(CNN) — “I killed that lady,” the 10-year-old boy told a Pennsylvania state trooper, after a 90-year-old woman was found dead in the home of the boy’s grandfather.
Tristen Kurilla made the chilling confession Saturday, police said, after his mother brought him to the Pennsylvania State Police Barracks in Honesdale, about 140 miles north of Philadelphia.
Now, Kurilla is being held at the Wayne County Correctional Facility and is being charged as an adult with criminal homicide, the Wayne County district attorney’s office said.
The boy admitted to grabbing a wooden cane, holding it against 90-year-old Helen Novak’s throat for several seconds and punching her in the throat and stomach, according to the police affidavit.
Kurilla told police he was angry at Novak because she had yelled at him when he entered her room.
Were you trying to kill her? the trooper asked the boy.
“No, I was only trying to hurt her,” Kurilla replied, according to the affidavit.
The boy was ordered to be held without bail after his arraignment and is set to appear in court October 22. It’s not clear who his attorney is and whether the lawyer will petition a judge to transfer the case to juvenile court.
Police were initially called to the home of Kurilla’s grandfather, Anthony Virbitsky, in Damascus Township, Pennsylvania, Saturday morning with a report that an elderly woman had died there, the affidavit said. Virbitsky was the woman’s caretaker, authorities said.

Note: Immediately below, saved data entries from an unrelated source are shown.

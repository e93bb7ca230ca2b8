pub mod clock;
pub mod config;
pub mod format;
pub mod model;
pub mod transcript;
pub mod tree;

pub use clock::{Clock, ManualClock, SystemClock};
pub use config::{load_config, load_config_with, MonitorConfig};
pub use format::{StatusCounts, SubagentStats};
pub use model::{
    agent_id_for_key, derive_status, records_from_wire, subagents_from_wire, AgentGroup,
    SessionRecord, SessionStatus, SubagentNode, ACTIVE_THRESHOLD_MS,
};
pub use transcript::{TranscriptMessage, TranscriptRole, TranscriptStore, TranscriptView};
pub use tree::{build_tree, NodeId, Snapshot, TreeRow, TreeView};
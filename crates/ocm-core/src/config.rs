use serde::Deserialize;
use serde_json::Value;
use std::fs;
use std::io;
use std::path::{Path, PathBuf};
use std::time::Duration;
use thiserror::Error;
use tracing::{info, warn};

use crate::transcript::DEFAULT_TRANSCRIPT_LIMIT;

pub const DEFAULT_HOST: &str = "127.0.0.1";
pub const DEFAULT_PORT: u16 = 18789;
pub const DEFAULT_POLL_INTERVAL_MS: u64 = 2_000;
pub const MIN_POLL_INTERVAL_MS: u64 = 250;
pub const CONFIG_FILE_NAME: &str = "openclaw.json";

#[derive(Debug, Error)]
pub enum ConfigError {
    #[error("io error: {0}")]
    Io(#[from] io::Error),
    #[error("invalid config json: {0}")]
    Json(#[from] serde_json::Error),
}

#[derive(Debug, Clone, PartialEq, Eq)]
pub struct MonitorConfig {
    pub host: String,
    pub port: u16,
    pub token: Option<String>,
    pub poll_interval: Duration,
    pub transcript_limit: usize,
    /// Root holding the config file and `agents/<id>/sessions` transcripts.
    pub openclaw_home: PathBuf,
}

impl Default for MonitorConfig {
    fn default() -> Self {
        Self {
            host: DEFAULT_HOST.to_string(),
            port: DEFAULT_PORT,
            token: None,
            poll_interval: Duration::from_millis(DEFAULT_POLL_INTERVAL_MS),
            transcript_limit: DEFAULT_TRANSCRIPT_LIMIT,
            openclaw_home: default_openclaw_home(),
        }
    }
}

impl MonitorConfig {
    pub fn base_url(&self) -> String {
        format!("http://{}:{}", self.host, self.port)
    }

    pub fn set_poll_interval_ms(&mut self, millis: u64) {
        self.poll_interval = Duration::from_millis(millis.max(MIN_POLL_INTERVAL_MS));
    }
}

#[derive(Debug, Default, Deserialize)]
struct ConfigFile {
    #[serde(default)]
    gateway: GatewaySection,
    #[serde(default)]
    monitor: MonitorSection,
}

#[derive(Debug, Default, Deserialize)]
struct GatewaySection {
    #[serde(default)]
    host: Option<String>,
    #[serde(default)]
    port: Option<Value>,
    #[serde(default)]
    auth: AuthSection,
}

#[derive(Debug, Default, Deserialize)]
struct AuthSection {
    #[serde(default)]
    token: Option<String>,
}

#[derive(Debug, Default, Deserialize)]
#[serde(rename_all = "camelCase")]
struct MonitorSection {
    #[serde(default)]
    poll_interval_ms: Option<Value>,
    #[serde(default)]
    transcript_limit: Option<Value>,
}

fn default_openclaw_home() -> PathBuf {
    dirs::home_dir()
        .map(|home| home.join(".openclaw"))
        .unwrap_or_else(|| PathBuf::from(".openclaw"))
}

/// Load from `~/.openclaw/openclaw.json` and the process environment.
/// Never fails: anything missing or malformed falls back to defaults.
pub fn load_config(path: Option<&Path>) -> MonitorConfig {
    load_config_with(path, |name| std::env::var(name).ok())
}

/// Same as [`load_config`] with an explicit environment lookup.
pub fn load_config_with<F>(path: Option<&Path>, lookup: F) -> MonitorConfig
where
    F: Fn(&str) -> Option<String>,
{
    let mut config = MonitorConfig::default();
    if let Some(home) = first_env(&lookup, &["OPENCLAW_HOME"]) {
        config.openclaw_home = PathBuf::from(home);
    }

    let path = path
        .map(Path::to_path_buf)
        .unwrap_or_else(|| config.openclaw_home.join(CONFIG_FILE_NAME));
    match read_config_file(&path) {
        Ok(Some(file)) => apply_file(&mut config, file, &path),
        Ok(None) => info!("config_not_found: {} (using defaults)", path.display()),
        Err(err) => warn!("config_parse_failed: {}: {err} (using defaults)", path.display()),
    }

    apply_env(&mut config, &lookup);
    config
}

fn read_config_file(path: &Path) -> Result<Option<ConfigFile>, ConfigError> {
    let content = match fs::read_to_string(path) {
        Ok(content) => content,
        Err(err) if err.kind() == io::ErrorKind::NotFound => return Ok(None),
        Err(err) => return Err(err.into()),
    };
    Ok(Some(serde_json::from_str(&content)?))
}

fn apply_file(config: &mut MonitorConfig, file: ConfigFile, path: &Path) {
    if let Some(host) = file.gateway.host.filter(|host| !host.trim().is_empty()) {
        config.host = host;
    }
    if let Some(raw) = file.gateway.port {
        match value_as_u64(&raw).and_then(|port| u16::try_from(port).ok()) {
            Some(port) => config.port = port,
            None => warn!("config_invalid_port: {raw} in {}", path.display()),
        }
    }
    if let Some(token) = file.gateway.auth.token.filter(|token| !token.is_empty()) {
        config.token = Some(token);
    }
    if let Some(millis) = file.monitor.poll_interval_ms.as_ref().and_then(value_as_u64) {
        config.set_poll_interval_ms(millis);
    }
    if let Some(limit) = file.monitor.transcript_limit.as_ref().and_then(value_as_u64) {
        config.transcript_limit = limit as usize;
    }
}

fn apply_env<F>(config: &mut MonitorConfig, lookup: &F)
where
    F: Fn(&str) -> Option<String>,
{
    if let Some(host) = first_env(lookup, &["OPENCLAW_GATEWAY_HOST"]) {
        config.host = host;
    }
    if let Some(raw) = first_env(lookup, &["OPENCLAW_GATEWAY_PORT", "CLAWDBOT_GATEWAY_PORT"]) {
        match raw.trim().parse::<u16>() {
            Ok(port) => config.port = port,
            Err(_) => warn!("env_invalid_port: {raw:?} (keeping {})", config.port),
        }
    }
    if let Some(token) = first_env(lookup, &["OPENCLAW_GATEWAY_TOKEN", "OPENCLAW_WEBHOOK_TOKEN"]) {
        config.token = Some(token);
    }
    if let Some(raw) = first_env(lookup, &["OPENCLAW_MONITOR_POLL_MS"]) {
        match raw.trim().parse::<u64>() {
            Ok(millis) => config.set_poll_interval_ms(millis),
            Err(_) => warn!("env_invalid_poll_interval: {raw:?}"),
        }
    }
    if let Some(raw) = first_env(lookup, &["OPENCLAW_MONITOR_TRANSCRIPT_LIMIT"]) {
        match raw.trim().parse::<usize>() {
            Ok(limit) => config.transcript_limit = limit,
            Err(_) => warn!("env_invalid_transcript_limit: {raw:?}"),
        }
    }
}

fn first_env<F>(lookup: &F, names: &[&str]) -> Option<String>
where
    F: Fn(&str) -> Option<String>,
{
    names
        .iter()
        .filter_map(|name| lookup(name))
        .find(|value| !value.trim().is_empty())
}

fn value_as_u64(value: &Value) -> Option<u64> {
    match value {
        Value::Number(n) => n.as_u64(),
        Value::String(s) => s.trim().parse().ok(),
        _ => None,
    }
}

#[cfg(test)]
mod tests {
    use super::*;
    use std::collections::HashMap;
    use tempfile::TempDir;

    fn env(pairs: &[(&str, &str)]) -> impl Fn(&str) -> Option<String> {
        let map: HashMap<String, String> = pairs
            .iter()
            .map(|(k, v)| (k.to_string(), v.to_string()))
            .collect();
        move |name| map.get(name).cloned()
    }

    #[test]
    fn missing_file_uses_defaults() {
        let dir = TempDir::new().expect("tempdir");
        let config = load_config_with(Some(&dir.path().join("absent.json")), env(&[]));
        assert_eq!(config.host, DEFAULT_HOST);
        assert_eq!(config.port, DEFAULT_PORT);
        assert_eq!(config.token, None);
        assert_eq!(config.poll_interval, Duration::from_millis(DEFAULT_POLL_INTERVAL_MS));
        assert_eq!(config.transcript_limit, DEFAULT_TRANSCRIPT_LIMIT);
        assert_eq!(config.base_url(), "http://127.0.0.1:18789");
    }

    #[test]
    fn file_values_are_read() {
        let dir = TempDir::new().expect("tempdir");
        let path = dir.path().join(CONFIG_FILE_NAME);
        fs::write(
            &path,
            r#"{"gateway": {"port": "2020", "auth": {"token": "secret"}},
                "monitor": {"pollIntervalMs": 5000, "transcriptLimit": 50}}"#,
        )
        .expect("write");
        let config = load_config_with(Some(&path), env(&[]));
        assert_eq!(config.port, 2020);
        assert_eq!(config.token.as_deref(), Some("secret"));
        assert_eq!(config.poll_interval, Duration::from_secs(5));
        assert_eq!(config.transcript_limit, 50);
    }

    #[test]
    fn malformed_file_falls_back_to_defaults() {
        let dir = TempDir::new().expect("tempdir");
        let path = dir.path().join(CONFIG_FILE_NAME);
        fs::write(&path, "{ not json").expect("write");
        let config = load_config_with(Some(&path), env(&[]));
        assert_eq!(config.port, DEFAULT_PORT);
        assert_eq!(config.token, None);
    }

    #[test]
    fn env_overrides_file() {
        let dir = TempDir::new().expect("tempdir");
        let path = dir.path().join(CONFIG_FILE_NAME);
        fs::write(&path, r#"{"gateway": {"port": 2020, "auth": {"token": "file"}}}"#)
            .expect("write");
        let config = load_config_with(
            Some(&path),
            env(&[
                ("OPENCLAW_GATEWAY_HOST", "10.0.0.5"),
                ("OPENCLAW_GATEWAY_PORT", ""),
                ("CLAWDBOT_GATEWAY_PORT", "3030"),
                ("OPENCLAW_WEBHOOK_TOKEN", "env-token"),
                ("OPENCLAW_MONITOR_POLL_MS", "10"),
            ]),
        );
        assert_eq!(config.host, "10.0.0.5");
        assert_eq!(config.port, 3030);
        assert_eq!(config.token.as_deref(), Some("env-token"));
        assert_eq!(config.poll_interval, Duration::from_millis(MIN_POLL_INTERVAL_MS));
    }

    #[test]
    fn invalid_env_values_are_ignored() {
        let dir = TempDir::new().expect("tempdir");
        let config = load_config_with(
            Some(&dir.path().join("absent.json")),
            env(&[
                ("OPENCLAW_GATEWAY_PORT", "not-a-port"),
                ("OPENCLAW_MONITOR_TRANSCRIPT_LIMIT", "-3"),
            ]),
        );
        assert_eq!(config.port, DEFAULT_PORT);
        assert_eq!(config.transcript_limit, DEFAULT_TRANSCRIPT_LIMIT);
    }

    #[test]
    fn openclaw_home_locates_default_config_file() {
        let dir = TempDir::new().expect("tempdir");
        fs::write(
            dir.path().join(CONFIG_FILE_NAME),
            r#"{"gateway": {"host": "gateway.local"}}"#,
        )
        .expect("write");
        let home = dir.path().display().to_string();
        let config = load_config_with(None, env(&[("OPENCLAW_HOME", home.as_str())]));
        assert_eq!(config.host, "gateway.local");
        assert_eq!(config.openclaw_home, dir.path());
    }
}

The county coroner responded to the home, found Novak’s body and transported it to the morgue, the affidavit stated.
A few hours later, the boy’s mother, Martha Virbitsky, appeared at the state police post with her son and told Trooper John Decker that the boy had confessed to killing Novak, the affidavit said.
The boy’s mother told police that she “has had a lot of trouble with Tristen and that he has some mental difficulties” and had been violent in the past, the affidavit said.
Kurilla had told his grandfather that Novak was bleeding from the mouth, but denied having done anything to her, Decker wrote in the affidavit.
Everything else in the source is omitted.